On Wed, Jan 14, 2009 at 02:03:46PM -0800, Casey Ho wrote:
> On Tue, Jan 13, 2009 at 6:22 PM, Casey Ho <pidgin at caseyho.com> wrote:
> > On Tue, Jan 13, 2009 at 12:30 AM, Kevin Stange <kstange at pidgin.im> wrote:
> >> Casey Ho wrote:
> >>> As the survey results indicated, encrypted IM support is as popular as
> >>> VV support [1].
> >>>
> >>> How do you all feel about including the OTR plugin by default in Pidgin?
> >>
> >> There are a few reasons we've historically rejected the inclusion of
> >> such a plugin.  The most prominent is that Pidgin and libpurple have
> >> traditionally made an effort to not transmit to users anything that an
> >> official client would not, so as to assure maximum compatibility with
> >> the server and other clients, unless it can be cleanly detected in
> >> advance which capabilities users have without negative impact.  This is
> >> extended to "magic formatting" features some third party tools use, and
> >> various features that result in gibberish being transmitted in plain
> >> text to users.
> >>
> >> We would also then be responsible to choose which implementation of
> >> security we feel is best, and such an endorsement would probably
> >> effectively kill off the efforts of other plugins with other goals.

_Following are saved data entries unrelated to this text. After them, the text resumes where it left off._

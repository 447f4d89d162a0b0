//! emopick - a debounced, searchable emoji picker
//!
//! This library provides the state machine behind an emoji picker overlay
//! (a filterable list whose query is applied after a short idle delay), the
//! timer abstraction it is driven by, and a ratatui front end.

use thiserror::Error;

pub mod cli;
pub mod config;
pub mod filter;
pub mod glyphs;
pub mod picker;
pub mod scheduler;
pub mod ui;

#[cfg(test)]
pub mod testing;

/// Error enum, contains all failure states of the program
#[derive(Debug, Error)]
pub enum PickerError {
    /// Glyph table error
    #[error("Glyph table error: {0}")]
    GlyphError(#[from] glyphs::GlyphError),
    /// Terminal UI error
    #[error("UI error: {0}")]
    UiError(#[from] ui::UiError),
    /// Represents a configuration error
    #[error("Configuration error: {0}")]
    ConfigError(#[from] ::config::ConfigError),
    /// JSON output error
    #[error("JSON error: {0}")]
    JsonError(#[from] serde_json::Error),
    /// Represents an I/O error
    #[error("I/O error: {0}")]
    IoError(#[from] std::io::Error),
    /// Invalid input error
    #[error("Invalid input: {0}")]
    InvalidInput(String),
}
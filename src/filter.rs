//! Query normalization and substring filtering
//!
//! Both the query and every shortcode are normalized before comparison, so
//! `Café`, `cafe` and ` CAFE ` all match the same entries.

use crate::glyphs::Entry;
use nucleo::chars;
use std::collections::HashSet;

/// Combining diacritical marks block
const COMBINING_MARKS: std::ops::RangeInclusive<char> = '\u{0300}'..='\u{036F}';

/// Normalize text for matching
///
/// Folds Latin diacritics to their base letter, drops combining marks,
/// lower-cases and trims surrounding whitespace.
#[must_use]
pub fn normalize(text: &str) -> String {
    let folded: String = text
        .chars()
        .filter(|c| !COMBINING_MARKS.contains(c))
        .map(chars::normalize)
        .flat_map(char::to_lowercase)
        .collect();

    folded.trim().to_string()
}

/// Compute the filtered view for `query` as indices into `entries`
///
/// An empty (normalized) query yields every entry in source order. Otherwise
/// the result holds the entries whose normalized key contains the normalized
/// query, in source order, with entries whose normalized key was already seen
/// dropped.
#[must_use]
pub fn filter_indices(entries: &[Entry], query: &str) -> Vec<usize> {
    let needle = normalize(query);
    if needle.is_empty() {
        return (0..entries.len()).collect();
    }

    let mut seen = HashSet::new();
    entries
        .iter()
        .enumerate()
        .filter_map(|(idx, entry)| {
            let key = normalize(&entry.key);
            (key.contains(&needle) && seen.insert(key)).then_some(idx)
        })
        .collect()
}
//! Terminal front end for the picker
//!
//! Everything here is a thin layer over [`crate::picker::FilterSelectList`]:
//!
//! ```text
//! ┌────────────────────────────────────────────┐
//! │               PickerRunner                 │
//! │   (terminal setup, draw + poll loop)       │
//! └──────────────────────┬─────────────────────┘
//!                        │
//!        ┌───────────────┼────────────────┐
//!        ▼               ▼                ▼
//! ┌─────────────┐ ┌──────────────┐ ┌─────────────┐
//! │   events    │ │ EmojiOverlay │ │ TimerQueue  │
//! │ (crossterm) │ │  (ratatui)   │ │ (debounce)  │
//! └─────────────┘ └──────────────┘ └─────────────┘
//! ```
//!
//! Styles come from an injected [`Theme`]; nothing reads global state.

mod error;
pub mod events;
mod overlay;
mod runner;
mod theme;

pub use error::{Result, UiError};
pub use events::{EventResult, KeyAction, handle_key, route_key};
pub use overlay::{EmojiOverlay, list_height, overlay_rect};
pub use runner::{PickOutcome, PickerRunner};
pub use theme::{Theme, ThemeName};
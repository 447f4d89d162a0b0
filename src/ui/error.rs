//! UI error types

use thiserror::Error;

/// Errors that can occur while running the picker on a terminal
#[derive(Debug, Error)]
pub enum UiError {
    /// IO error during terminal operations
    #[error("IO error: {0}")]
    IoError(#[from] std::io::Error),

    /// The terminal cannot host the picker
    #[error("Terminal unavailable: {0}")]
    Terminal(String),
}

/// Result type for UI operations
pub type Result<T> = std::result::Result<T, UiError>;
//! One-shot timer scheduling
//!
//! The picker never owns a clock. It asks a [`Scheduler`] for a one-shot
//! timer on every keystroke and gets back an opaque [`TimerHandle`]; the host
//! later reports the handle as fired and the picker decides whether it is
//! still the pending one.
//!
//! [`TimerQueue`] is the cooperative implementation used by the terminal
//! runner and the tests. Its clock only moves when the caller advances it,
//! so tests can replay exact keystroke timings with synthetic instants.

use std::time::{Duration, Instant};

/// Opaque handle identifying one scheduled timer
#[derive(Debug, Clone, Copy, PartialEq, Eq, Hash, PartialOrd, Ord)]
pub struct TimerHandle(u64);

/// Source of one-shot timers
pub trait Scheduler {
    /// Schedule a timer that becomes due after `delay`
    fn schedule_once(&mut self, delay: Duration) -> TimerHandle;

    /// Cancel a timer; a cancelled timer is never reported as due
    ///
    /// Cancelling an unknown or already fired handle does nothing.
    fn cancel(&mut self, handle: TimerHandle);
}

/// Deadline-ordered timer queue over a caller-advanced clock
#[derive(Debug)]
pub struct TimerQueue {
    now: Instant,
    next_id: u64,
    /// Pending timers, kept sorted by deadline then handle
    pending: Vec<(Instant, TimerHandle)>,
}

impl TimerQueue {
    /// Create an empty queue whose clock starts at `now`
    #[must_use]
    pub const fn new(now: Instant) -> Self {
        Self {
            now,
            next_id: 0,
            pending: Vec::new(),
        }
    }

    /// Current time as seen by the queue
    #[must_use]
    pub const fn now(&self) -> Instant {
        self.now
    }

    /// Advance the clock and return the timers that became due
    ///
    /// Due timers are returned in deadline order and forgotten. Passing an
    /// instant earlier than the current clock leaves the clock unchanged.
    pub fn advance_to(&mut self, now: Instant) -> Vec<TimerHandle> {
        if now > self.now {
            self.now = now;
        }

        let due = self
            .pending
            .partition_point(|&(deadline, _)| deadline <= self.now);

        self.pending
            .drain(..due)
            .map(|(_, handle)| handle)
            .collect()
    }

    /// Earliest pending deadline
    #[must_use]
    pub fn next_deadline(&self) -> Option<Instant> {
        self.pending.first().map(|&(deadline, _)| deadline)
    }

    /// Time left until the earliest pending deadline (zero if overdue)
    #[must_use]
    pub fn time_until_next(&self) -> Option<Duration> {
        self.next_deadline()
            .map(|deadline| deadline.saturating_duration_since(self.now))
    }

    /// Whether `handle` is still waiting to fire
    #[must_use]
    pub fn is_pending(&self, handle: TimerHandle) -> bool {
        self.pending.iter().any(|&(_, h)| h == handle)
    }

    /// Number of pending timers
    #[must_use]
    pub fn len(&self) -> usize {
        self.pending.len()
    }

    /// Whether no timers are pending
    #[must_use]
    pub fn is_empty(&self) -> bool {
        self.pending.is_empty()
    }
}

impl Scheduler for TimerQueue {
    fn schedule_once(&mut self, delay: Duration) -> TimerHandle {
        let handle = TimerHandle(self.next_id);
        self.next_id += 1;

        let deadline = self.now + delay;
        let pos = self.pending.partition_point(|&entry| entry <= (deadline, handle));
        self.pending.insert(pos, (deadline, handle));

        tracing::trace!(?handle, ?delay, "timer scheduled");
        handle
    }

    fn cancel(&mut self, handle: TimerHandle) {
        let before = self.pending.len();
        self.pending.retain(|&(_, h)| h != handle);
        if self.pending.len() != before {
            tracing::trace!(?handle, "timer cancelled");
        }
    }
}
//! Emoji overlay widget
//!
//! A bordered box centered over whatever is behind it: the query line on
//! top, the filtered entries below.

use crate::picker::FilterSelectList;
use crate::ui::theme::Theme;
use ratatui::{
    buffer::Buffer,
    layout::{Constraint, Layout, Rect},
    style::{Modifier, Style},
    text::{Line, Span},
    widgets::{Block, Borders, Clear, List, ListItem, Paragraph, Widget},
};

/// Borders plus the query line
const CHROME_ROWS: u16 = 3;

/// Area of the overlay box inside `area`
///
/// The box is `width_percent` of the available width and `height` rows
/// tall, both clamped to `area`, and centered in both directions.
#[must_use]
pub fn overlay_rect(area: Rect, width_percent: u16, height: u16) -> Rect {
    let width_percent = width_percent.clamp(1, 100);
    #[allow(clippy::cast_possible_truncation)]
    let width = ((u32::from(area.width) * u32::from(width_percent)) / 100) as u16;
    let width = width.max(1).min(area.width);
    let height = height.min(area.height);

    Rect {
        x: area.x + (area.width - width) / 2,
        y: area.y + (area.height - height) / 2,
        width,
        height,
    }
}

/// Number of list rows visible inside an overlay box
#[must_use]
pub const fn list_height(overlay: Rect) -> u16 {
    overlay.height.saturating_sub(CHROME_ROWS)
}

/// Widget rendering a [`FilterSelectList`] as a centered overlay
pub struct EmojiOverlay<'a> {
    picker: &'a FilterSelectList,
    theme: &'a Theme,
    title: &'a str,
    width_percent: u16,
    height: u16,
}

impl<'a> EmojiOverlay<'a> {
    /// Create an overlay with the default geometry (40% wide, 20 rows)
    #[must_use]
    pub const fn new(picker: &'a FilterSelectList, theme: &'a Theme) -> Self {
        Self {
            picker,
            theme,
            title: "Emoji",
            width_percent: 40,
            height: 20,
        }
    }

    /// Set the box title
    #[must_use]
    pub const fn title(mut self, title: &'a str) -> Self {
        self.title = title;
        self
    }

    /// Set the box geometry
    #[must_use]
    pub const fn size(mut self, width_percent: u16, height: u16) -> Self {
        self.width_percent = width_percent;
        self.height = height;
        self
    }

    fn render_query(&self, area: Rect, buf: &mut Buffer) {
        let query = self.picker.query();
        let (before, after) = query.text().split_at(query.caret());
        let caret = Style::default().add_modifier(Modifier::SLOW_BLINK);

        let line = Line::from(vec![
            Span::styled("> ", self.theme.dimmed_style()),
            Span::styled(before, self.theme.input_style()),
            Span::styled("│", caret),
            Span::styled(after, self.theme.input_style()),
        ]);
        Paragraph::new(line).render(area, buf);
    }

    fn render_list(&self, area: Rect, buf: &mut Buffer) {
        let Some(cursor) = self.picker.cursor() else {
            Paragraph::new(Span::styled(" No matching emoji", self.theme.dimmed_style()))
                .render(area, buf);
            return;
        };

        let visible = area.height as usize;
        let mut start = self.picker.scroll_offset();
        if cursor >= start + visible {
            start = cursor + 1 - visible;
        }

        let items: Vec<ListItem> = self
            .picker
            .view()
            .enumerate()
            .skip(start)
            .take(visible)
            .map(|(pos, entry)| {
                let focused = pos == cursor;
                let key_style = if focused {
                    self.theme.focus_style()
                } else {
                    self.theme.dimmed_style()
                };
                let line = Line::from(vec![
                    Span::raw(" "),
                    Span::raw(entry.value.as_str()),
                    Span::raw("  "),
                    Span::styled(entry.key.as_str(), key_style),
                ]);

                if focused {
                    ListItem::new(line).style(self.theme.focus_style())
                } else {
                    ListItem::new(line).style(self.theme.item_style())
                }
            })
            .collect();

        List::new(items).render(area, buf);
    }
}

impl Widget for EmojiOverlay<'_> {
    fn render(self, area: Rect, buf: &mut Buffer) {
        let rect = overlay_rect(area, self.width_percent, self.height);
        Clear.render(rect, buf);

        let title = format!(
            " {} ({}/{}) ",
            self.title,
            self.picker.view_len(),
            self.picker.source().len()
        );
        let block = Block::default()
            .borders(Borders::ALL)
            .border_style(self.theme.border_style())
            .style(self.theme.dialog_style())
            .title(Span::styled(title, self.theme.title_style()));

        let inner = block.inner(rect);
        block.render(rect, buf);

        if inner.height == 0 {
            return;
        }

        let [header, body] =
            Layout::vertical([Constraint::Length(1), Constraint::Min(0)]).areas(inner);
        self.render_query(header, buf);
        if body.height > 0 {
            self.render_list(body, buf);
        }
    }
}
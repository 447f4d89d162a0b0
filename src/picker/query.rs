//! Single-line query editor
//!
//! The caret is a byte offset that always sits on a char boundary.

/// A single edit applied to the query line
#[derive(Debug, Clone, Copy, PartialEq, Eq)]
pub enum TextEdit {
    /// Insert a character at the caret
    Insert(char),
    /// Remove the character before the caret
    Backspace,
    /// Remove the character under the caret
    Delete,
    /// Move the caret one character left
    Left,
    /// Move the caret one character right
    Right,
    /// Move the caret to the start of the line
    Home,
    /// Move the caret to the end of the line
    End,
    /// Clear the whole line
    Clear,
    /// Remove the word before the caret
    DeleteWord,
}

/// Editable query text with a caret
#[derive(Debug, Clone, Default, PartialEq, Eq)]
pub struct QueryInput {
    text: String,
    caret: usize,
}

impl QueryInput {
    /// Create an empty query
    #[must_use]
    pub const fn new() -> Self {
        Self {
            text: String::new(),
            caret: 0,
        }
    }

    /// Current query text
    #[must_use]
    pub fn text(&self) -> &str {
        &self.text
    }

    /// Caret position as a byte offset into [`QueryInput::text`]
    #[must_use]
    pub const fn caret(&self) -> usize {
        self.caret
    }

    /// Apply one edit; returns whether the text changed
    pub fn apply(&mut self, edit: TextEdit) -> bool {
        match edit {
            TextEdit::Insert(c) => {
                self.text.insert(self.caret, c);
                self.caret += c.len_utf8();
                true
            }
            TextEdit::Backspace => {
                if self.caret == 0 {
                    return false;
                }
                let prev = self.prev_boundary();
                self.text.remove(prev);
                self.caret = prev;
                true
            }
            TextEdit::Delete => {
                if self.caret >= self.text.len() {
                    return false;
                }
                self.text.remove(self.caret);
                true
            }
            TextEdit::Left => {
                self.caret = self.prev_boundary();
                false
            }
            TextEdit::Right => {
                self.caret = self.next_boundary();
                false
            }
            TextEdit::Home => {
                self.caret = 0;
                false
            }
            TextEdit::End => {
                self.caret = self.text.len();
                false
            }
            TextEdit::Clear => {
                let changed = !self.text.is_empty();
                self.text.clear();
                self.caret = 0;
                changed
            }
            TextEdit::DeleteWord => {
                if self.caret == 0 {
                    return false;
                }
                let trimmed = self.text[..self.caret].trim_end();
                let start = trimmed.rfind(' ').map_or(0, |space| space + 1);
                self.text.drain(start..self.caret);
                self.caret = start;
                true
            }
        }
    }

    fn prev_boundary(&self) -> usize {
        self.text[..self.caret]
            .char_indices()
            .next_back()
            .map_or(0, |(i, _)| i)
    }

    fn next_boundary(&self) -> usize {
        self.text[self.caret..]
            .char_indices()
            .nth(1)
            .map_or(self.text.len(), |(i, _)| self.caret + i)
    }
}
//! Configuration loading and constants.
//!
//! Loads application configuration from an optional TOML file, applies environment
//! overrides, and defines constants for the upstream data.gov.il datastore, HTTP
//! response headers, logging, and default paths. `AppConfig` is the root configuration
//! struct containing all settings.

use const_format::formatcp;
use serde::Deserialize;
use std::path::Path;

// =============================================================================
// Upstream Registry
// =============================================================================
// The vehicle registry is a CKAN datastore resource published on data.gov.il.
// Lookups go through `datastore_search` with an exact-match `filters` object.

/// Base URL of the government open-data portal
pub const DEFAULT_UPSTREAM_BASE_URL: &str = "https://data.gov.il";

/// Path of the CKAN datastore search action, relative to the base URL
pub const DATASTORE_SEARCH_PATH: &str = "/api/3/action/datastore_search";

/// Resource identifier of the private and commercial vehicles table
pub const DEFAULT_RESOURCE_ID: &str = "053cea08-09bc-40ec-8f7a-156f0677aff3";

/// Column holding the license plate number
pub const DEFAULT_PLATE_FIELD: &str = "mispar_rechev";

/// Upper bound on a single upstream call, in seconds
pub const DEFAULT_UPSTREAM_TIMEOUT_SECS: u64 = 10;

/// Number of records requested per lookup
pub const UPSTREAM_RESULT_LIMIT: u32 = 1;

/// User-Agent sent to the upstream portal
pub const DEFAULT_USER_AGENT: &str =
    formatcp!("{}/{}", env!("CARGO_PKG_NAME"), env!("CARGO_PKG_VERSION"));

// =============================================================================
// HTTP Server
// =============================================================================

/// Default bind address
pub const DEFAULT_HTTP_HOST: &str = "0.0.0.0";

/// Default listen port when neither PORT nor config sets one
pub const DEFAULT_HTTP_PORT: u16 = 3000;

/// Environment variable that overrides the listen port
pub const PORT_ENV_VAR: &str = "PORT";

/// Lookups are live pass-through; never let intermediaries store them
pub const CACHE_CONTROL_NO_STORE: &str = "no-store";

/// Response header echoing the per-request correlation ID
pub const REQUEST_ID_HEADER: &str = "x-request-id";

// =============================================================================
// Default Paths and Strings
// =============================================================================

/// Configuration file picked up automatically when present
pub const DEFAULT_CONFIG_PATH: &str = "config/default.toml";

/// Default log filter when RUST_LOG is not set
pub const DEFAULT_LOG_FILTER: &str = "plate_relay=debug,tower_http=info";

/// Default log format (text or json)
pub const DEFAULT_LOG_FORMAT: &str = "text";

#[derive(Debug, Clone, Default, Deserialize)]
pub struct AppConfig {
    /// HTTP server configuration
    #[serde(default)]
    pub http: HttpServerConfig,
    /// Vehicle registry settings
    #[serde(default)]
    pub upstream: UpstreamConfig,
    /// Logging configuration
    #[serde(default)]
    pub logging: LoggingConfig,
}

/// HTTP server configuration
#[derive(Debug, Clone, Deserialize)]
pub struct HttpServerConfig {
    #[serde(default = "HttpServerConfig::default_host")]
    pub host: String,
    #[serde(default = "HttpServerConfig::default_port")]
    pub port: u16,
}

impl Default for HttpServerConfig {
    fn default() -> Self {
        Self {
            host: Self::default_host(),
            port: Self::default_port(),
        }
    }
}

impl HttpServerConfig {
    fn default_host() -> String {
        DEFAULT_HTTP_HOST.to_string()
    }

    fn default_port() -> u16 {
        DEFAULT_HTTP_PORT
    }
}

/// Upstream datastore configuration
#[derive(Debug, Clone, Deserialize)]
pub struct UpstreamConfig {
    /// Scheme and host of the CKAN portal (default: https://data.gov.il)
    #[serde(default = "UpstreamConfig::default_base_url")]
    pub base_url: String,
    /// Datastore resource holding vehicle records
    #[serde(default = "UpstreamConfig::default_resource_id")]
    pub resource_id: String,
    /// Column matched exactly against the normalized plate
    #[serde(default = "UpstreamConfig::default_plate_field")]
    pub plate_field: String,
    /// Request timeout in seconds (default: 10)
    #[serde(default = "UpstreamConfig::default_timeout")]
    pub timeout_seconds: u64,
    #[serde(default = "UpstreamConfig::default_user_agent")]
    pub user_agent: String,
}

impl Default for UpstreamConfig {
    fn default() -> Self {
        Self {
            base_url: Self::default_base_url(),
            resource_id: Self::default_resource_id(),
            plate_field: Self::default_plate_field(),
            timeout_seconds: Self::default_timeout(),
            user_agent: Self::default_user_agent(),
        }
    }
}

impl UpstreamConfig {
    fn default_base_url() -> String {
        DEFAULT_UPSTREAM_BASE_URL.to_string()
    }

    fn default_resource_id() -> String {
        DEFAULT_RESOURCE_ID.to_string()
    }

    fn default_plate_field() -> String {
        DEFAULT_PLATE_FIELD.to_string()
    }

    fn default_timeout() -> u64 {
        DEFAULT_UPSTREAM_TIMEOUT_SECS
    }

    fn default_user_agent() -> String {
        DEFAULT_USER_AGENT.to_string()
    }

    /// Full URL of the datastore search action
    pub fn search_url(&self) -> String {
        format!(
            "{}{}",
            self.base_url.trim_end_matches('/'),
            DATASTORE_SEARCH_PATH
        )
    }
}

/// Logging configuration
#[derive(Debug, Clone, Deserialize)]
pub struct LoggingConfig {
    /// Log format: "text" (human-readable, default) or "json" (structured)
    #[serde(default = "LoggingConfig::default_format")]
    pub format: String,
}

impl Default for LoggingConfig {
    fn default() -> Self {
        Self {
            format: DEFAULT_LOG_FORMAT.to_string(),
        }
    }
}

impl LoggingConfig {
    fn default_format() -> String {
        DEFAULT_LOG_FORMAT.to_string()
    }

    pub fn is_json(&self) -> bool {
        self.format.eq_ignore_ascii_case("json")
    }
}

impl AppConfig {
    /// Load configuration from a TOML file.
    pub fn load<P: AsRef<Path>>(path: P) -> Result<Self, ConfigError> {
        let contents = std::fs::read_to_string(path)?;
        Self::from_toml(&contents)
    }

    /// Resolve configuration for startup.
    ///
    /// An explicit path must exist. Without one, `config/default.toml` is used when
    /// present and built-in defaults otherwise. The `PORT` environment variable is
    /// applied last.
    pub fn resolve(explicit: Option<&Path>) -> Result<Self, ConfigError> {
        let mut config = match explicit {
            Some(path) => Self::load(path)?,
            None if Path::new(DEFAULT_CONFIG_PATH).exists() => Self::load(DEFAULT_CONFIG_PATH)?,
            None => Self::default(),
        };

        config.apply_port_override(std::env::var(PORT_ENV_VAR).ok().as_deref())?;
        config.validate()?;
        Ok(config)
    }

    pub fn from_toml(contents: &str) -> Result<Self, ConfigError> {
        let config: AppConfig = toml::from_str(contents)?;
        config.validate()?;
        Ok(config)
    }

    /// Replace the listen port with an environment-provided value, if any.
    pub fn apply_port_override(&mut self, value: Option<&str>) -> Result<(), ConfigError> {
        let Some(raw) = value.map(str::trim).filter(|v| !v.is_empty()) else {
            return Ok(());
        };

        self.http.port = raw.parse().map_err(|_| ConfigError::Env {
            var: PORT_ENV_VAR,
            value: raw.to_string(),
        })?;
        Ok(())
    }

    fn validate(&self) -> Result<(), ConfigError> {
        let upstream = &self.upstream;

        if !(upstream.base_url.starts_with("http://") || upstream.base_url.starts_with("https://"))
        {
            return Err(ConfigError::Validation(format!(
                "upstream.base_url must be an http(s) URL, got '{}'",
                upstream.base_url
            )));
        }
        if upstream.resource_id.trim().is_empty() {
            return Err(ConfigError::Validation(
                "upstream.resource_id must not be empty".to_string(),
            ));
        }
        if upstream.plate_field.trim().is_empty() {
            return Err(ConfigError::Validation(
                "upstream.plate_field must not be empty".to_string(),
            ));
        }
        if upstream.timeout_seconds == 0 {
            return Err(ConfigError::Validation(
                "upstream.timeout_seconds must be greater than zero".to_string(),
            ));
        }

        Ok(())
    }
}

#[derive(Debug, thiserror::Error)]
pub enum ConfigError {
    #[error("Failed to read config file: {0}")]
    Io(#[from] std::io::Error),
    #[error("Failed to parse config: {0}")]
    Parse(#[from] toml::de::Error),
    #[error("Invalid value for {var}: '{value}'")]
    Env { var: &'static str, value: String },
    #[error("Configuration error: {0}")]
    Validation(String),
}
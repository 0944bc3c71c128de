//! Root descriptor, so a bare `GET /` confirms which service answered.

use axum::Json;
use serde::Serialize;

#[derive(Debug, Serialize)]
pub struct IndexResponse {
    pub status: &'static str,
    pub message: &'static str,
    pub version: &'static str,
}

pub async fn index() -> Json<IndexResponse> {
    Json(IndexResponse {
        status: "ok",
        message: "Vehicle lookup relay is running",
        version: env!("CARGO_PKG_VERSION"),
    })
}
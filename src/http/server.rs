//! HTTP server startup logic.

use std::net::SocketAddr;

use axum::Router;

use crate::config::HttpServerConfig;

use super::shutdown;

/// Server startup error
#[derive(Debug, thiserror::Error)]
pub enum ServerError {
    #[error("Invalid http.host or http.port: {0}")]
    Address(#[from] std::net::AddrParseError),

    #[error("Failed to bind {addr}: {source}")]
    Bind {
        addr: SocketAddr,
        source: std::io::Error,
    },

    #[error("Server error: {0}")]
    Server(std::io::Error),
}

/// Parse the configured bind address.
pub fn bind_addr(config: &HttpServerConfig) -> Result<SocketAddr, ServerError> {
    Ok(format!("{}:{}", config.host, config.port).parse()?)
}

/// Start the HTTP server.
///
/// This function blocks until the server shuts down.
pub async fn start_server(app: Router, config: &HttpServerConfig) -> Result<(), ServerError> {
    let addr = bind_addr(config)?;

    let listener = tokio::net::TcpListener::bind(addr)
        .await
        .map_err(|source| ServerError::Bind { addr, source })?;

    tracing::info!(%addr, "Starting HTTP server");

    axum::serve(listener, app)
        .with_graceful_shutdown(shutdown::shutdown_signal())
        .await
        .map_err(ServerError::Server)?;

    tracing::info!("Server stopped");
    Ok(())
}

> >> It's plausible that after internal discussion, for example, we might
> >> find OTR to be the least desirable implementation but the most widely
> >> deployed and be forced to choose between supporting something we don't
> >> like versus something relatively few care to use.  If we are interested
> >> in supporting an encryption plugin, this investigation would need to happen.
> >>
> >> Since such plugins are not currently maintained by us, it demands we
> >> adopt a set of developers and force them to comform to our development
> >> cycle and tools, which may not be of interest to them.  I can't imagine
> >> that most our own developers wish to be tasked with maintaining a new
> >> chunk of code they've never previously reviewed.
> >>
> >> From my experience with OTR as well, I think it would require a major UI
> >> redesign before I would want to subject our users to it.  Perhaps some
> >> of those shortcomings currently are due to failings of our API, which
> >> could be fixed.
> >>
> >> I think it's better to focus on making plugins easier to locate,
> >> distribute and install.  I'm not sure I would want such a heavy plugin
> >> distributed in Pidgin proper that we'd be forced to begin supporting
> >> when there are already other people out there seemingly happy enough to
> >> do it on their own terms.
> >>
> >> I know that developers have expressed problems with the designs of some
> >> of the encryption plugins in discussions that have come up before.  I'm
> >> sure they'll pop in with their comments.
> >>
> >> Kevin
> >
> > [+ Ian Goldberg, who is the lead for OTR]
> >
> > From a cryptography standpoint, OTR appears to be the best solution
> > available.  Pidgin-encryption does not offer a mechanism for secure
> > key exchange, whereas OTR uses Diffie-Hellman.  Pidgin-Paranoia uses
> > one time pads, which have historically been vulnerable because no
> > computer can be truly random.  One weakness of the protocol is that it
> > could theoretically be blocked from the networks.  This hasn't
> > happened, but it would be feasible.
> >
> > From a usability standpoint, Pidgin-OTR is not the best solution
> > available.  The menus and buttons work reasonably well for the
> > simplest case- two OTR-enabled clients communicating.  However,
> > exception cases aren't handled as well- usually this involves the
> > conversation being closed and restarted, or having one of the parties
> > trying to communicate with encryption disabled.  There's definitely
> > some work to be done here, but it seems relatively lightweight when
> > compared to the task of developing a well secured protocol.  The OTR
> > team appears to be aware of at least some of these issues.
> >
> > From a development standpoint, OTR is written as part of a research
> > project.  Kevin is right when he says that there's a completely
> > different development cycle from Pidgin.  That said, the protocol
> > appears to be relatively stable and does not need major updates
> > (good).  I agree with John's point that libotr (the most complex part)
> > should be kept as an optional external dependency.
> >
> > -Casey
> So after some additional testing, I believe this should be tabled.
> I was able to cause serious problems if a contact is logged into two
> OTR enabled clients at once with two different sets of keys.  The
> clients become confused- OTR tries to handshake with both at once, and
> while one handshake succeeds, the other fails and the handshake fails.
>  Then the handshake process repeats.  End result- lots of garbage
> messages being spammed around.
> This is a pretty serious deficiency, and after some thinking about it,
> I don't think there's an easy solution.

As it turns out, I had a student write a fix to this last term.  I just
haven't had a chance to integrate it into the main code yet.